Luminar Drives Expansion Into Trucking and Automotive Market
$250 Million Raised for Luminar’s turnkey sensing and perception platform
Luminar is entering the consumer automotive and commercial trucking markets with a sensing and perception platform called Iris, now backed by new major institutional and strategic investors. After three years of stealth development, the company also revealed its perception software built on its LiDAR sensing platform.
A recent addition of $100 million, along with previously unannounced capital, brings the company’s total raised to date to more than $250 million. Major financial investors include G2VP, two of the most prominent sovereign wealth funds, Moore Strategic Ventures LLC, Nick Woodman, The Westly Group, 1517 Fund / Peter Thiel and Canvas Ventures, along with strategic investors Corning Incorporated, Cornes and Volvo Cars Tech Fund. Other participants include Crescent Cove Advisors and Octave Ventures. Former longtime Broadcom President & CEO Scott McGregor joins the board along with G2VP’s Founding Partner Ben Kortlang.
This capital accelerates Luminar’s foray into the consumer and commercial series production vehicle markets. Iris represents the next major milestone in the industry, just over a year after Luminar introduced its sensor for autonomous development fleets, and two years after the company first unveiled its breakthrough LiDAR technology, built from the chip-level up, as it came out of stealth in 2017. Today, 12 of the world’s top 15 automotive companies are working with Luminar’s sensing platform as part of global self-driving development programs to ultimately deliver on the promise of safe and ubiquitous autonomous transportation.
Iris is slated to launch commercially on production vehicles beginning in 2022, and is the first sensing platform to exceed the essential performance, safety, cost and auto-grade requirements needed to deliver Level 3 and 4 autonomy to consumers. With now over 40 issued patents and nearly 200 total filings for its pioneering innovations, Luminar has become widely known for its breakthrough 3D data with camera-like high resolution and radar-like long range – even with notoriously hard to see dark objects like a black car or tire in the road, out to 250 meters. These capabilities will extend into the Iris platform in a new, highly compressed form factor for seamless integration into vehicles, starting at a sub $1,000 pricing target in volume. Additionally, it features alternative configurations for enabling better and safer assisted driving (ADAS / Level 2+) functionality at a sub $500 pricing target for larger programs, addressing the existing $20B ADAS market.
“We’re at a stage where everyone in the industry is hacking together Frankenstein solutions with off-the-shelf parts for their R&D programs, but to successfully achieve series production autonomy, hardware and software have to be seamlessly developed and integrated in tandem,” said Austin Russell, Luminar’s chief executive officer. “This combined, turnkey solution for series production vehicles is key to democratizing autonomy in the industry, enabling every automaker to deliver on the promise of self-driving capabilities on their vehicles.”

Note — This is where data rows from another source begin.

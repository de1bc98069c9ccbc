/// Delaunay triangulation of a ring and its interior samples, filtered to the
/// ring's shape
use delaunator::Point;
use nalgebra::Point2;

use crate::polygon::Ring;
use crate::projection::GeoPoint;

/// Triangulate `points` (ring vertices followed by interior samples) in the
/// lon/lat plane and keep the triangles whose centroid lies inside `ring`.
///
/// Delaunay triangulation covers the convex hull of the input, so triangles
/// spanning concavities or bays are dropped by the centroid test. Output keeps
/// the triangulator's order.
pub fn triangulate(points: &[GeoPoint], ring: &Ring) -> Vec<[u32; 3]> {
    if points.len() < 3 {
        return Vec::new();
    }

    let planar: Vec<Point> = points.iter().map(|p| Point { x: p.lon, y: p.lat }).collect();
    let triangulation = delaunator::triangulate(&planar);

    triangulation
        .triangles
        .chunks_exact(3)
        .filter(|tri| {
            let (a, b, c) = (&points[tri[0]], &points[tri[1]], &points[tri[2]]);
            let centroid = Point2::new((a.lon + b.lon + c.lon) / 3.0, (a.lat + b.lat + c.lat) / 3.0);
            ring.contains(centroid)
        })
        .map(|tri| [tri[0] as u32, tri[1] as u32, tri[2] as u32])
        .collect()
}

/// Boundary vertices followed by interior grid samples, the point set the
/// triangulation and the fill mesh are built over
pub fn combined_points(ring: &Ring, spacing: f64) -> Vec<GeoPoint> {
    let mut points = ring.points.clone();
    points.extend(ring.sample_interior(spacing));
    points
}
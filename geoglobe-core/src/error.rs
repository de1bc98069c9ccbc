use thiserror::Error;

/// Geometric failures in tessellation and arc construction
#[derive(Error, Debug, Clone, PartialEq)]
pub enum GeometryError {
    #[error("ring {ring} has {points} points, at least 3 are required")]
    MalformedPolygon { ring: usize, points: usize },
    #[error("arc endpoints are coincident, antipodal or at the sphere center")]
    DegenerateArc,
}

pub type Result<T> = std::result::Result<T, GeometryError>;

/// Failures reading world or fly-line data
#[derive(Error, Debug)]
pub enum ImportError {
    #[error("failed to parse GeoJSON: {0}")]
    GeoJson(#[from] geojson::Error),
    #[error("expected a FeatureCollection or Feature, found a bare geometry")]
    NotAFeatureCollection,
    #[error("failed to parse fly-line data: {0}")]
    FlyLines(#[from] serde_json::Error),
}
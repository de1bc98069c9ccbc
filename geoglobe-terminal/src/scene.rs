/// Globe contents prepared for rendering
use std::fs;
use std::path::Path;

use color_eyre::eyre::{Result, WrapErr};
use geoglobe_core::{
    build_fly_lines, flyline::parse_fly_lines, lon_lat_to_xyz, parse_countries, tessellate_world,
    CountryMesh, FlyLine, FlyLineEndpoint, FlyLinePath, GlobeConfig, TriangleMesh,
};
use nalgebra::Vector3;

/// The ocean sits just under the country fills so they win the depth test
const OCEAN_SCALE: f64 = 0.995;

/// A country mesh with its shading normals
pub struct ShadedCountry {
    pub mesh: CountryMesh,
    pub normals: Vec<Vector3<f64>>,
}

pub struct GlobeScene {
    pub config: GlobeConfig,
    pub ocean: TriangleMesh,
    pub ocean_normals: Vec<Vector3<f64>>,
    pub countries: Vec<ShadedCountry>,
    pub fly_lines: Vec<FlyLinePath>,
}

impl GlobeScene {
    pub fn new(countries: Vec<CountryMesh>, fly_lines: Vec<FlyLinePath>, config: GlobeConfig) -> Self {
        let ocean = ocean_sphere(config.radius * OCEAN_SCALE, 36, 18);
        let ocean_normals = ocean.vertex_normals();
        let countries = countries
            .into_iter()
            .map(|mesh| ShadedCountry {
                normals: mesh.fill.vertex_normals(),
                mesh,
            })
            .collect();

        Self {
            config,
            ocean,
            ocean_normals,
            countries,
            fly_lines,
        }
    }

    /// Load world and fly-line files; without a fly-line file the built-in
    /// sample routes are used.
    pub fn load(world: Option<&Path>, fly_lines: Option<&Path>, config: GlobeConfig) -> Result<Self> {
        let countries = match world {
            Some(path) => {
                let text = fs::read_to_string(path)
                    .wrap_err_with(|| format!("failed to read world file {}", path.display()))?;
                let countries = parse_countries(&text)
                    .wrap_err_with(|| format!("failed to load countries from {}", path.display()))?;
                tessellate_world(&countries, &config)?
            }
            None => Vec::new(),
        };

        let lines = match fly_lines {
            Some(path) => {
                let text = fs::read_to_string(path)
                    .wrap_err_with(|| format!("failed to read fly-line file {}", path.display()))?;
                parse_fly_lines(&text)
                    .wrap_err_with(|| format!("failed to load fly lines from {}", path.display()))?
            }
            None => sample_fly_lines(),
        };
        let paths = build_fly_lines(&lines, &config);

        Ok(Self::new(countries, paths, config))
    }
}

/// Latitude/longitude sphere built through the same projection as the
/// country meshes
pub fn ocean_sphere(radius: f64, segments: u32, rings: u32) -> TriangleMesh {
    let segments = segments.max(3);
    let rings = rings.max(2);
    let mut mesh = TriangleMesh::with_capacity(
        ((segments + 1) * (rings + 1)) as usize,
        (segments * rings * 2) as usize,
    );

    for r in 0..=rings {
        let lat = -90.0 + 180.0 * r as f64 / rings as f64;
        for s in 0..=segments {
            let lon = -180.0 + 360.0 * s as f64 / segments as f64;
            mesh.vertices.push(lon_lat_to_xyz(radius, lon, lat, 1.0));
        }
    }

    let stride = segments + 1;
    for r in 0..rings {
        for s in 0..segments {
            let a = r * stride + s;
            let b = a + stride;
            mesh.add_triangle([a, a + 1, b]);
            mesh.add_triangle([a + 1, b + 1, b]);
        }
    }
    mesh
}

/// Routes shown when no fly-line file is given
pub fn sample_fly_lines() -> Vec<FlyLine> {
    [
        ((-23.0075, 50.4296), (26.1223, -7.8756)),
        ((142.8123, -58.9813), (157.0064, 10.7816)),
        ((-175.6286, 72.8359), (-39.071, -35.438)),
        ((178.7439, 25.8303), (137.19, 17.118)),
        ((-162.6725, 37.277), (-37.1681, 38.5162)),
        ((-7.5945, 37.2754), (41.4114, 41.5946)),
    ]
    .into_iter()
    .map(|((from_lon, from_lat), (to_lon, to_lat))| {
        FlyLine::new(
            FlyLineEndpoint::new(from_lon, from_lat),
            FlyLineEndpoint::new(to_lon, to_lat),
        )
    })
    .collect()
}

#[cfg(test)]
mod tests {
    use super::*;

    #[test]
    fn test_ocean_sphere() {
        let sphere = ocean_sphere(2.0, 12, 6);
        assert_eq!(sphere.vertex_count(), 13 * 7);
        assert_eq!(sphere.triangle_count(), 12 * 6 * 2);
        assert!(sphere.indices_flat().iter().all(|&i| (i as usize) < sphere.vertex_count()));
        assert!(sphere.vertices.iter().all(|v| (v.coords.norm() - 2.0).abs() < 1e-9));
    }

    #[test]
    fn test_sample_scene() {
        let scene = GlobeScene::load(None, None, GlobeConfig::default()).unwrap();
        assert!(scene.countries.is_empty());
        assert_eq!(scene.fly_lines.len(), 6);
        assert_eq!(scene.ocean_normals.len(), scene.ocean.vertex_count());
    }

    #[test]
    fn test_missing_world_file_is_reported() {
        let result = GlobeScene::load(Some(Path::new("/nonexistent/world.geojson")), None, GlobeConfig::default());
        let message = format!("{:#}", result.err().unwrap());
        assert!(message.contains("world.geojson"));
    }
}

For the first time, Luminar is delivering a comprehensive hardware-software architecture for perception of the driving environment, combining Luminar’s software products in sensor fusion, auto-calibration, tracking, object detection, classification and simulation. Leading its now 60-person software team is Christoph Schroder, an early innovator in self-driving cars since 2006. Schroder joins Luminar from Daimler / Mercedes where he led the development of the self-driving software stack and overall autonomous robo-taxi program. He previously worked on the first applications of Level 3 and highway autonomy at Bosch in Stuttgart.
Strengthening Luminar’s plans for series production are strategic supply chain partners and investors, Cornes and Corning. With more than 150 years of business and supply chain experience in Japan, Cornes is supporting Luminar’s global expansion into Asia. Corning, one of the world’s leading innovators in materials science for industrial and scientific applications, including Corning® Gorilla® Glass, is working with Luminar to build LiDAR windows, among other optical components.
“We’ve been following the LiDAR industry closely for the last 5 years, watching for a technology leader to emerge that can enable Level 4 autonomy,” said Ben Kortlang, Founding Partner at G2VP. “With the release of Iris, Luminar uniquely offers a LiDAR solution that meets the performance, safety and cost metrics that OEMs require to commercialize autonomous vehicles. Luminar’s product is the enabling technology that will put autonomous vehicles on the road sooner than we expected.”